In days of old, serious cinema critics used to appear on TV and talk knowledgably about national and international cinema outside the mainstream. No longer. The staff of channels don’t know the likes of Jahnu Barua or Anand Patwardhan, although they are experts on Salman Khan. One of them killed off Hrishikesh Mukerji long before poor Hrishida passed away. Now it is the stars and directors who herald a film on as many channels as possible. There is a cosy arrangement by which the stars and directors get free publicity and the channels get them for free (one hopes). The channel interviewers give them every incentive to say they are the bestest. I have yet to see any genuine film criticism by genuine film analysts except on two of the newer channels where a brave attempt is being made to be discriminating.

Cricket? No more. Apart from noodle straps we now have Charu Sharma and Mandira Bedi singing and dancing their way into the studio a la Mumbai cinema for their entertainment act called Extraa Innings. Not only do they outtalk the formidable team of cricket experts, Indian and foreign on the panel, but we also have Abhishek Bachchan and Aishwarya Rai putting in a stellar appearance. As for Mandira, who should stick to being a telephone girl, she tries to educate us poor female viewers (that is what she is said to be there for) by asking such questions out of turn as: "A good batsman is a good batsman, why does it matter whether he bats first or sixth?" Why, indeed, Mandira?

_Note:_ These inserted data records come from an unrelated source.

//! Scan and coordinate input files
//!
//! Scans arrive as small self-describing containers: a text header naming
//! the variable, shape and coordinate file, followed by big-endian 32-bit
//! reals. Both kinds of file may be gzip-compressed.

pub mod container;
pub mod coordinates;
pub mod scan_file;

pub use container::{is_gzip, read_container};
pub use coordinates::{read_coordinates, CoordinateCache};
pub use scan_file::{load_scan, read_list, read_scan_file, timestamp_from_path, ScanFile, ScanHeader};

But the filmi touch is not all. Cricket has also become a fashion show. While sundry fashion designers getting their due share of publicity decide how much of Mandira’s cleavage and other assets should show, even Charu Sharma’s clothes (we thought they looked perfectly hideous) gets the designer a byline and Rohit Roy (wonder why he is there except to outalk the experts and at times Mandira) also flaunts his changing jackets as he puts on a sexy smile to outdo Mandira’s.

It is time the cricket authorities and, if necessary, even the government and the channels themselves exercise some restraint. The authorities must put their foot down against cricket being turned into a filmi and fashion show and actual play being cut into by advertisements which rob the tax-payer of seeing his favourite game in full.

Incidentally, my quote of the week is of what one commentator said after the humiliating defeat of "our boys", as Dravid calls them, at the hands of the Aussies: "Greg Chappel has two friends left, Rahul Dravid and Kiran More".

The week was dominated by so much real drama, such as the verdict on the Priyadarshani Mattoo case, the traders’ strike in the Capital and the first arrest in the latest terrorist attack in Malegaon, Maharashtra, that viewers had a hard time making their choice. This just shows that even cricket can lose out to real life and there are bigger issues which not only confront the media watcher but also affect his life much more closely.